A slate of California officials talked about the importance of prevention measures in the forests and communities of the Golden State to help reduce the devastation wrought by large-scale wildfires, but also acknowledged those measures are too late to make a difference for the impending fire season. 

A woman with her dog watches as a plume of smoke rises from a wildfire in the Pacific Palisades area of Los Angeles on Sunday. (AP Photo/Ringo H.W. Chiu)

(CN) — A leading California state official in firefighting and forestry said the federal government is a more reliable partner since Joe Biden has assumed the presidency. 

Jessica Morse, the deputy secretary for forest and wildfire resilience for the California Natural Resources Agency, said both the state and the federal government know how to better manage forests to reduce large devastating wildfires, but it’s more a matter of funding and political will. 

“There is not a large question mark about what we need to do, it’s more about scaling the investment,” Morse said during a panel discussion hosted by the Public Policy Institute of California on Wednesday. “And so we are so excited to have a national level partner with President Biden to start investing in and executing that.”

Morse said California has developed shared stewardship strategy with the U.S. Forest Service that focuses more efforts on prevention with strategies like pile burning, forest thinning, mastication of small trees and creating hazardous fuel breaks near communities as a last line of defense. 

Increasingly state officials are saying more investment in prevention is necessary rather than merely focusing on suppression efforts that have proved futile in the face of staving off destructive megafires from susceptible communities located throughout the state. 

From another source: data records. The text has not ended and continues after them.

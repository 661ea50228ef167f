//! Metrics collection for observability
//!
//! Prometheus metrics for the ticket ledger and marketplace. Collectors live
//! in a registry owned by each [`Metrics`] instance, so several exchanges can
//! run in one process (tests do).
//!
//! # Metrics
//!
//! - `ticketing_operations_total{operation,outcome}` - Operations by outcome
//!   (`committed` or an error-kind label)
//! - `ticketing_tickets_minted_total` - Tickets minted
//! - `ticketing_sales_total` - Marketplace sales
//! - `ticketing_sale_volume_base_units_total` - Sum of sale prices (base units)

use crate::{error::ErrorKind, types::Amount};
use prometheus::{Counter, IntCounter, IntCounterVec, Opts, Registry};
use std::sync::Arc;

/// Outcome label of a committed operation
pub const OUTCOME_COMMITTED: &str = "committed";

/// Metrics collector
#[derive(Clone)]
pub struct Metrics {
    /// Operations by name and outcome
    pub operations_total: IntCounterVec,

    /// Tickets minted
    pub tickets_minted: IntCounter,

    /// Marketplace sales
    pub sales_total: IntCounter,

    /// Sale volume in base units
    pub sale_volume: Counter,

    /// Prometheus registry
    pub registry: Arc<Registry>,
}

impl std::fmt::Debug for Metrics {
    fn fmt(&self, f: &mut std::fmt::Formatter<'_>) -> std::fmt::Result {
        f.debug_struct("Metrics")
            .field("tickets_minted", &self.tickets_minted.get())
            .field("sales_total", &self.sales_total.get())
            .finish()
    }
}

impl Metrics {
    /// Create new metrics collector
    pub fn new() -> prometheus::Result<Self> {
        let registry = Arc::new(Registry::new());

        let operations_total = IntCounterVec::new(
            Opts::new(
                "ticketing_operations_total",
                "Ticketing operations by outcome",
            ),
            &["operation", "outcome"],
        )?;
        registry.register(Box::new(operations_total.clone()))?;

        let tickets_minted = IntCounter::new(
            "ticketing_tickets_minted_total",
            "Total number of tickets minted",
        )?;
        registry.register(Box::new(tickets_minted.clone()))?;

        let sales_total = IntCounter::new(
            "ticketing_sales_total",
            "Total number of marketplace sales",
        )?;
        registry.register(Box::new(sales_total.clone()))?;

        let sale_volume = Counter::new(
            "ticketing_sale_volume_base_units_total",
            "Sum of marketplace sale prices in base units",
        )?;
        registry.register(Box::new(sale_volume.clone()))?;

        Ok(Self {
            operations_total,
            tickets_minted,
            sales_total,
            sale_volume,
            registry,
        })
    }

    /// Record a committed operation
    pub fn record_committed(&self, operation: &str) {
        self.operations_total
            .with_label_values(&[operation, OUTCOME_COMMITTED])
            .inc();
    }

    /// Record a rejected operation
    pub fn record_rejected(&self, operation: &str, kind: ErrorKind) {
        self.operations_total
            .with_label_values(&[operation, kind.as_str()])
            .inc();
    }

    /// Record minted tickets
    pub fn record_minted(&self, count: usize) {
        self.tickets_minted.inc_by(count as u64);
    }

    /// Record a marketplace sale
    pub fn record_sale(&self, price: Amount) {
        self.sales_total.inc();
        self.sale_volume.inc_by(price.base_units() as f64);
    }

    /// Operation count for one label pair
    pub fn operation_count(&self, operation: &str, outcome: &str) -> u64 {
        self.operations_total
            .with_label_values(&[operation, outcome])
            .get()
    }

    /// Get metrics registry
    pub fn registry(&self) -> &Registry {
        &self.registry
    }
}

“The studies show that for every $1 spent on investing in various prevention strategies it saves about $7 in disaster-related costs,” said California Insurance Commissioner Ricardo Lara on Wednesday. 

State Senator Bill Dodd, a Democrat from Napa, who also participated in Wednesday’s panel discussion said the state has invested $3.3 billion in prevention measures specifically over the past 5 years. Before that 5-year period, the state budget allocated $330,000 to prevention methods. 

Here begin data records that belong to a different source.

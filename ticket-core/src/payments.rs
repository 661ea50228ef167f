//! Value movements (mint proceeds, payouts, refunds)
//!
//! Every movement credits the recipient's withdrawable balance inside the
//! caller's [`StoreTx`]. Before crediting, the configured [`ValueReceiver`]
//! may refuse the funds; the refusal propagates as an error and the whole
//! transaction is dropped, taking every earlier mutation of the call with it.
//!
//! Callers perform all record mutations (flags, counters, ownership) before
//! the first movement. A receiver hook runs inside the actor that owns the
//! transaction, so it cannot start another operation until this one ends.

use crate::{
    storage::{StoreTx, CF_BALANCES},
    types::{Address, Amount},
    Error, Result,
};
use parking_lot::RwLock;
use std::collections::HashSet;

/// Hook consulted before a recipient is credited
pub trait ValueReceiver: Send + Sync {
    /// Accept or refuse `amount` for `recipient`
    fn on_receive(&self, recipient: &Address, amount: Amount) -> Result<()>;
}

/// Accepts every credit
#[derive(Debug, Default, Clone, Copy)]
pub struct AcceptAll;

impl ValueReceiver for AcceptAll {
    fn on_receive(&self, _recipient: &Address, _amount: Amount) -> Result<()> {
        Ok(())
    }
}

/// Refuses credits to listed recipients (e.g. accounts that cannot hold funds)
#[derive(Debug, Default)]
pub struct DenyList {
    denied: RwLock<HashSet<Address>>,
}

impl DenyList {
    /// Create empty deny list
    pub fn new() -> Self {
        Self::default()
    }

    /// Refuse future credits to `recipient`
    pub fn deny(&self, recipient: Address) {
        self.denied.write().insert(recipient);
    }

    /// Accept credits to `recipient` again
    pub fn allow(&self, recipient: &Address) {
        self.denied.write().remove(recipient);
    }

    /// Check if `recipient` is refused
    pub fn is_denied(&self, recipient: &Address) -> bool {
        self.denied.read().contains(recipient)
    }
}

impl ValueReceiver for DenyList {
    fn on_receive(&self, recipient: &Address, _amount: Amount) -> Result<()> {
        if self.is_denied(recipient) {
            return Err(Error::PaymentRejected(recipient.clone()));
        }
        Ok(())
    }
}

/// Withdrawable balance of `address`
pub fn balance(tx: &StoreTx<'_>, address: &Address) -> Result<Amount> {
    Ok(tx
        .get::<Amount>(CF_BALANCES, address.as_bytes())?
        .unwrap_or(Amount::ZERO))
}

/// Move `amount` to `recipient`; zero amounts are skipped
pub fn credit(
    tx: &mut StoreTx<'_>,
    receiver: &dyn ValueReceiver,
    recipient: &Address,
    amount: Amount,
) -> Result<()> {
    if amount.is_zero() {
        return Ok(());
    }

    receiver.on_receive(recipient, amount)?;

    let updated = balance(tx, recipient)?.checked_add(amount)?;
    tx.put(CF_BALANCES, recipient.as_bytes(), &updated)?;

    tracing::debug!(recipient = %recipient, amount = %amount, "Value credited");

    Ok(())
}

“It is shifting,” he said. 

In Governor Gavin Newsom’s latest budget, he called for allocating $2 billion to wildfire mitigation measures, including the purchase of aircraft to beef up CalFire’s response efforts. But he also calls for investment in more pile burning, thinning, fuel breaks for communities and for home hardening. 

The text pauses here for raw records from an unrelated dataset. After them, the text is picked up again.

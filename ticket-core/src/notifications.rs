//! Structured notifications emitted by committed operations
//!
//! Each mutating operation stages notifications in its transaction. They are
//! persisted with the same write batch as the state change and published to
//! subscribers only after commit, so observers never see a notification for
//! a rolled-back call.

use crate::types::{Address, Amount, EventId, ListingId, TicketId};
use chrono::{DateTime, Utc};
use serde::{Deserialize, Serialize};
use uuid::Uuid;

/// Notification payload (name + arguments)
#[derive(Debug, Clone, PartialEq, Eq, Serialize, Deserialize)]
#[serde(tag = "event", content = "args")]
#[allow(missing_docs)]
pub enum Notification {
    /// Event created
    EventCreated {
        event_id: EventId,
        organizer: Address,
        name: String,
        max_supply: u32,
        ticket_price: Amount,
    },

    /// Event closed for minting
    EventDeactivated { event_id: EventId },

    /// Ticket minted
    TicketMinted {
        ticket_id: TicketId,
        event_id: EventId,
        buyer: Address,
        price: Amount,
    },

    /// Primary sale payment accepted
    PaymentReceived {
        buyer: Address,
        amount: Amount,
        event_id: EventId,
    },

    /// Overpayment returned
    RefundIssued { recipient: Address, amount: Amount },

    /// Ticket redeemed
    TicketVerified {
        ticket_id: TicketId,
        verifier: Address,
    },

    /// Ticket ownership changed
    TicketTransferred {
        ticket_id: TicketId,
        from: Address,
        to: Address,
    },

    /// Single-token approval set or cleared
    Approval {
        owner: Address,
        approved: Option<Address>,
        ticket_id: TicketId,
    },

    /// Operator approval toggled
    ApprovalForAll {
        owner: Address,
        operator: Address,
        approved: bool,
    },

    /// Listing created
    TicketListed {
        listing_id: ListingId,
        token_id: TicketId,
        seller: Address,
        price: Amount,
    },

    /// Listing sold
    TicketSold {
        listing_id: ListingId,
        token_id: TicketId,
        seller: Address,
        buyer: Address,
        price: Amount,
    },

    /// Sale proceeds paid out
    ProceedsDistributed {
        listing_id: ListingId,
        seller_amount: Amount,
        platform_fee: Amount,
        royalty: Amount,
    },

    /// Listing cancelled
    ListingCancelled {
        listing_id: ListingId,
        token_id: TicketId,
    },

    /// Royalty record upserted
    RoyaltySet {
        collection: Address,
        recipient: Address,
        royalty_bps: u16,
    },

    /// Platform fee replaced
    PlatformFeeUpdated { fee_bps: u16 },
}

impl Notification {
    /// Notification name
    pub fn name(&self) -> &'static str {
        match self {
            Notification::EventCreated { .. } => "EventCreated",
            Notification::EventDeactivated { .. } => "EventDeactivated",
            Notification::TicketMinted { .. } => "TicketMinted",
            Notification::PaymentReceived { .. } => "PaymentReceived",
            Notification::RefundIssued { .. } => "RefundIssued",
            Notification::TicketVerified { .. } => "TicketVerified",
            Notification::TicketTransferred { .. } => "TicketTransferred",
            Notification::Approval { .. } => "Approval",
            Notification::ApprovalForAll { .. } => "ApprovalForAll",
            Notification::TicketListed { .. } => "TicketListed",
            Notification::TicketSold { .. } => "TicketSold",
            Notification::ProceedsDistributed { .. } => "ProceedsDistributed",
            Notification::ListingCancelled { .. } => "ListingCancelled",
            Notification::RoyaltySet { .. } => "RoyaltySet",
            Notification::PlatformFeeUpdated { .. } => "PlatformFeeUpdated",
        }
    }
}

/// Committed notification with its position in the log
#[derive(Debug, Clone, PartialEq, Eq, Serialize, Deserialize)]
pub struct NotificationRecord {
    /// Position in the notification log (starts at 1)
    pub sequence: u64,

    /// Unique record ID (UUIDv7 for time-ordering)
    pub record_id: Uuid,

    /// Commit timestamp
    pub recorded_at: DateTime<Utc>,

    /// Payload
    pub notification: Notification,
}

impl NotificationRecord {
    /// JSON form for indexers
    pub fn to_json(&self) -> serde_json::Value {
        serde_json::json!({
            "sequence": self.sequence,
            "record_id": self.record_id.to_string(),
            "recorded_at": self.recorded_at.to_rfc3339(),
            "notification": self.notification,
        })
    }
}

Part of the large number is a reflection of California being surprisingly flush with cash as it emerges from the pandemic, brought on by a stock market boom, but part of it does reflect the shifting priorities of officials who want more money toward fire prevention rather than response efforts. 

Environmentalists have called for more money to be allocated toward hardening homes for wildfires, arguing too much forest management can harm wildlife and ecosystems. 

“Remarkably, Gov. Newsom is giving just over 3% of the overall wildfire budget to equitable home hardening, which is the most effective way to protect existing communities with high fire risk,” said Brian Nowicki of The Center for Biological Diversity. “The governor needs to forego business-as-usual logging that only worsens the climate crisis, harms wildlife and fails to protect people and their homes.”

Home hardening refers to various measures to make individual houses more resistant to fire-driven embers, like using different materials for roofs, keeping gutters and eaves clean from vegetation and debris, dual-paned windows and covered chimneys among other mitigations.

“Homes built after 2008, when home hardening provisions were mandated by state law, saw a 60% survival rate in Paradise,” Morse said. “Homes built before 2008 saw a 10% survival rate.”

But while most of the panelists agreed such measures were critical, they also acknowledged that a dry winter has made the possibility of a high-intensity fire season that gets off to an early start a higher probability. 

“The reality is that we are way behind on prevention and mitigation so we have to deal with what we have to deal with now,” said Kelly Seyarto, a Republican Assemblyperson from Murrieta, who worked as a career firefighter previous to his life in politics. “To catch up with mitigation will take some time. In the meantime, we have to have enough people and enough resources to deal with the fires that are coming.”  

And fires are coming. In fact, they are already here. 

100s of homeowners were evacuated this week after a wildland fire in the Palisades region burned out of control, destroying two buildings. 

While not exactly on the level of some of the other more destructive fires experienced by the state in recent years, evacuations occurring in mid-May points to a dry landscape that will only continue to get drier as the summer lengthens into August and September. 

“I know we are gaining containment and the evacuations have been listed,” Lara said Wednesday morning. “But the Governor recently declared 41 of the 58 California counties are now in a drought emergency.”

“We’ve got our work cut out for us,” he said.